まんが江戸川乱歩シリーズ「少年探偵団」(全3巻)
山田貴敏
小学館 97〜99年
1巻 『怪人二十面相』
2巻 『大暗室』『妖怪博士』
3巻 『呪いの指紋』
 なぜ小学館が乱歩を出す?しかも3冊という中途半端な巻数で。でもって山田貴敏、めっちゃ絵上手いやんけ(これは何も今気づいたことではありませんが)。書下し(マンガ)というのは往々にして手抜きになることが多いのですが、連載物より気合いが入ってるように見えるのは僕だけか?非常に雰囲気いいので3冊でやめるのは勿体ないです。もっと続けて下さいな小学館様。
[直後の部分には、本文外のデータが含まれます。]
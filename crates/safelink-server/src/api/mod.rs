use std::any::Any as PanicPayload;
use std::sync::Arc;

use axum::{
    http::Method,
    response::{IntoResponse, Response},
    routing::{delete, get, post, put},
    Json, Router,
};
use serde::{Deserialize, Serialize};
use tower_http::catch_panic::CatchPanicLayer;
use tower_http::cors::{Any, CorsLayer};
use tower_http::trace::TraceLayer;
use tracing::info;

use safelink_shared::constants::MAX_ADDRESS_LEN;
use safelink_shared::{
    GeoPoint, Location, NearbyQuery, Principal, SafelinkError, UserId, ValidationErrors,
    Validator,
};

use crate::auth::SessionVerifier;
use crate::error::ServerError;
use crate::realtime::{ws::ws_handler, Broadcaster};
use crate::service::EmergencyService;

mod contacts;
mod emergency;
mod reports;

#[derive(Clone)]
pub struct AppState {
    pub service: Arc<EmergencyService>,
    pub verifier: Arc<SessionVerifier>,
    pub broadcaster: Arc<dyn Broadcaster>,
}

pub fn build_router(state: AppState) -> Router {
    let cors = CorsLayer::new()
        .allow_origin(Any)
        .allow_methods([
            Method::GET,
            Method::POST,
            Method::PUT,
            Method::DELETE,
            Method::OPTIONS,
        ])
        .allow_headers(Any);

    Router::new()
        .route("/health", get(health_check))
        .route("/emergency/trigger", post(emergency::trigger))
        .route("/emergency/location", post(emergency::append_location))
        .route("/emergency/resolve", post(emergency::resolve))
        .route("/emergency/cancel", post(emergency::cancel))
        .route("/emergency/false-alarm", post(emergency::false_alarm))
        .route("/emergency/history", get(emergency::history))
        .route("/emergency/active", get(emergency::active))
        .route("/emergency/nearby", get(emergency::nearby))
        .route("/emergency/{id}", get(emergency::get_alert))
        .route("/emergency/{id}/locations", get(emergency::locations))
        .route("/contacts", get(contacts::list).post(contacts::add))
        .route("/contacts/{id}", delete(contacts::remove))
        .route("/reports", get(reports::list).post(reports::create))
        .route("/reports/nearby", get(reports::nearby))
        .route("/reports/{id}", get(reports::get_report))
        .route("/reports/{id}/status", put(reports::update_status))
        .route("/ws", get(ws_handler))
        .layer(CatchPanicLayer::custom(panic_response))
        .layer(cors)
        .layer(TraceLayer::new_for_http())
        .with_state(state)
}

/// A panicking handler answers 500 in the usual error envelope.
fn panic_response(panic: Box<dyn PanicPayload + Send + 'static>) -> Response {
    let detail = panic
        .downcast_ref::<String>()
        .cloned()
        .or_else(|| panic.downcast_ref::<&str>().map(|s| s.to_string()))
        .unwrap_or_else(|| "unknown panic".to_string());
    ServerError::Internal(format!("handler panicked: {detail}")).into_response()
}

#[derive(Serialize)]
struct HealthResponse {
    status: &'static str,
    version: &'static str,
}

async fn health_check() -> Json<HealthResponse> {
    Json(HealthResponse {
        status: "ok",
        version: env!("CARGO_PKG_VERSION"),
    })
}

pub async fn serve(state: AppState, addr: std::net::SocketAddr) -> anyhow::Result<()> {
    let app = build_router(state);

    info!(addr = %addr, "Starting HTTP API server");

    let listener = tokio::net::TcpListener::bind(addr).await?;
    axum::serve(listener, app).await?;

    Ok(())
}

// ---------------------------------------------------------------------------
// Shared request pieces
// ---------------------------------------------------------------------------

/// `{ "items": [...] }`
#[derive(Serialize)]
struct Items<T> {
    items: Vec<T>,
}

/// Coordinates as clients send them. Each field is checked on its own, so a
/// missing latitude is reported next to an out-of-range longitude.
#[derive(Debug, Default, Deserialize)]
#[serde(rename_all = "camelCase")]
struct LocationBody {
    latitude: Option<f64>,
    longitude: Option<f64>,
    accuracy: Option<f64>,
    altitude: Option<f64>,
    address: Option<String>,
}

impl LocationBody {
    fn parse(self, v: &mut Validator) -> Option<Location> {
        let latitude = required(v, "latitude", self.latitude);
        let longitude = required(v, "longitude", self.longitude);
        if let Some(lat) = latitude {
            v.latitude("latitude", lat);
        }
        if let Some(lng) = longitude {
            v.longitude("longitude", lng);
        }
        v.non_negative("accuracy", self.accuracy)
            .finite("altitude", self.altitude)
            .max_chars("address", self.address.as_deref(), MAX_ADDRESS_LEN);

        Some(Location {
            latitude: latitude?,
            longitude: longitude?,
            accuracy: self.accuracy,
            altitude: self.altitude,
            address: self.address,
        })
    }
}

/// `?lat&lng&radius&limit`
#[derive(Debug, Deserialize)]
struct NearbyParams {
    lat: Option<f64>,
    lng: Option<f64>,
    radius: Option<f64>,
    limit: Option<usize>,
}

impl NearbyParams {
    fn query(self) -> Result<NearbyQuery, ValidationErrors> {
        let mut v = Validator::new();
        let lat = required(&mut v, "lat", self.lat);
        let lng = required(&mut v, "lng", self.lng);
        if let Some(lat) = lat {
            v.latitude("lat", lat);
        }
        if let Some(lng) = lng {
            v.longitude("lng", lng);
        }
        if let Some(radius) = self.radius {
            v.check(
                radius.is_finite() && radius > 0.0,
                "radius",
                "must be a positive number of meters",
            );
        }
        let (Some(latitude), Some(longitude)) = (lat, lng) else {
            return Err(v.into_errors());
        };
        v.finish()?;
        NearbyQuery::new(GeoPoint { latitude, longitude }, self.radius, self.limit)
    }
}

fn required<T>(v: &mut Validator, field: &str, value: Option<T>) -> Option<T> {
    if value.is_none() {
        v.missing(field);
    }
    value
}

/// Bodies may name the acting user; when they do it must be the caller.
fn ensure_caller(principal: &Principal, claimed: Option<&UserId>, field: &str) -> Result<(), ServerError> {
    match claimed {
        Some(id) if !principal.is(id) => Err(SafelinkError::forbidden(format!(
            "{field} does not match the authenticated user"
        ))
        .into()),
        _ => Ok(()),
    }
}

#[cfg(test)]
mod tests {
    use axum::body::Body;
    use axum::http::{Request, StatusCode};
    use tower::ServiceExt;

    use super::*;
    use crate::test_support::TestApp;

    #[tokio::test]
    async fn health_needs_no_token() {
        let app = TestApp::new();
        let response = app
            .router()
            .oneshot(Request::get("/health").body(Body::empty()).unwrap())
            .await
            .unwrap();
        assert_eq!(response.status(), StatusCode::OK);
    }

    #[tokio::test]
    async fn protected_routes_reject_bad_tokens() {
        let app = TestApp::new();

        let missing = app
            .router()
            .oneshot(Request::get("/emergency/history").body(Body::empty()).unwrap())
            .await
            .unwrap();
        assert_eq!(missing.status(), StatusCode::UNAUTHORIZED);

        let garbage = app
            .router()
            .oneshot(
                Request::get("/contacts")
                    .header("authorization", "Bearer not-hex")
                    .body(Body::empty())
                    .unwrap(),
            )
            .await
            .unwrap();
        assert_eq!(garbage.status(), StatusCode::UNAUTHORIZED);

        let ws = app
            .router()
            .oneshot(Request::get("/ws?token=00ff").body(Body::empty()).unwrap())
            .await
            .unwrap();
        assert_eq!(ws.status(), StatusCode::UNAUTHORIZED);
    }

    #[test]
    fn location_body_reports_missing_and_out_of_range_together() {
        let body = LocationBody {
            latitude: None,
            longitude: Some(200.0),
            accuracy: Some(-1.0),
            ..LocationBody::default()
        };
        let mut v = Validator::new();
        assert!(body.parse(&mut v).is_none());
        let errors = v.into_errors();
        assert_eq!(errors.len(), 3);
        assert!(errors.has_field("latitude"));
        assert!(errors.has_field("longitude"));
        assert!(errors.has_field("accuracy"));

        let body = LocationBody {
            latitude: Some(10.0),
            longitude: Some(200.0),
            accuracy: Some(-1.0),
            ..LocationBody::default()
        };
        let mut v = Validator::new();
        assert!(body.parse(&mut v).is_some());
        let errors = v.into_errors();
        assert_eq!(errors.len(), 2);
        assert!(errors.has_field("longitude"));
        assert!(errors.has_field("accuracy"));
    }

    #[test]
    fn nearby_params_require_both_coordinates() {
        let params = NearbyParams {
            lat: Some(6.5),
            lng: None,
            radius: None,
            limit: None,
        };
        assert!(params.query().unwrap_err().has_field("lng"));

        let params = NearbyParams {
            lat: Some(6.5),
            lng: Some(3.4),
            radius: Some(-5.0),
            limit: Some(500),
        };
        assert!(params.query().unwrap_err().has_field("radius"));

        let params = NearbyParams {
            lat: None,
            lng: Some(300.0),
            radius: Some(0.0),
            limit: None,
        };
        let errors = params.query().unwrap_err();
        assert_eq!(errors.len(), 3);
        assert!(errors.has_field("lat"));
        assert!(errors.has_field("lng"));
        assert!(errors.has_field("radius"));
    }
}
 ちなみに1巻の解説は我孫子武丸さん。本が出たときに「こんなとこでこっそり仕事して。どうして教えてくれないのさ」と言ったら、「え、もう出てたの? 送ってこないから知らなかった」の返事。あるんですよね、小学館って、時々こういうことが。
「陰獣」
監修/小池一夫 画/バロン吉元 
小池書院ひゅうまんコミックス 99年
 文豪シリーズと名付けられたうちの1冊。コンビニで発見したときは驚きました。「何でバロン吉元なの?」 でも、数年後には入手困難本になりそうだなと、ついフラフラと買ってしまいました。でも読んでみて気づいたのは「ここまで正攻法で乱歩作品を描いた人は少ない」ということ。最近では映画でも何でも乱歩の大人物は「アートな方向」を目指した物が多いですから、好感が持てました。さすがバロン吉元、ベテランの味だね。
「白髪鬼」(ホラーコミック傑作選 第5集)
『白髪鬼』画/横山光輝
『地獄風景』画/桑田次郎
『陰獣』画/古賀新一
角川ホラー文庫 00年
 少年キングのこの企画の前年(S44年)には小栗虫太郎『人外魔境』が漫画化されました(こっちの元本はまだ1冊しか探してません)。それが昨年、このシリーズの第4集として角川ホラー文庫から復刻されました。出版がわかったときからワクワクして発売日を待っていました。ところが、です。「なんじゃコリャ」 作品は欠けているわ、関係ないのは入ってるわ、それらの事情を含めた、編修意図や解説の類は一切ないわ。「ひどいつくりの本だな」 期待が大きかっただけに裏切られた感もひどかったです(収録された作品に文句はないです)。次にはこれが企画されていると聞きました。せめて解説がつくことを祈っていました。見てのとおりです。事情もわかります。こんな部数のはけない本は解説の原稿料だってバカにならないということ。でも、解説を読んで、買う本を選ぶ人が多いのも事実です(現在のマンガの復刻本ブームはそういう付属部分を売りにしているところが大です)。損して得とれ。いいじゃんね、『リング』売れてんだから。
 この本が売れたら次(石川球太)があるそうです。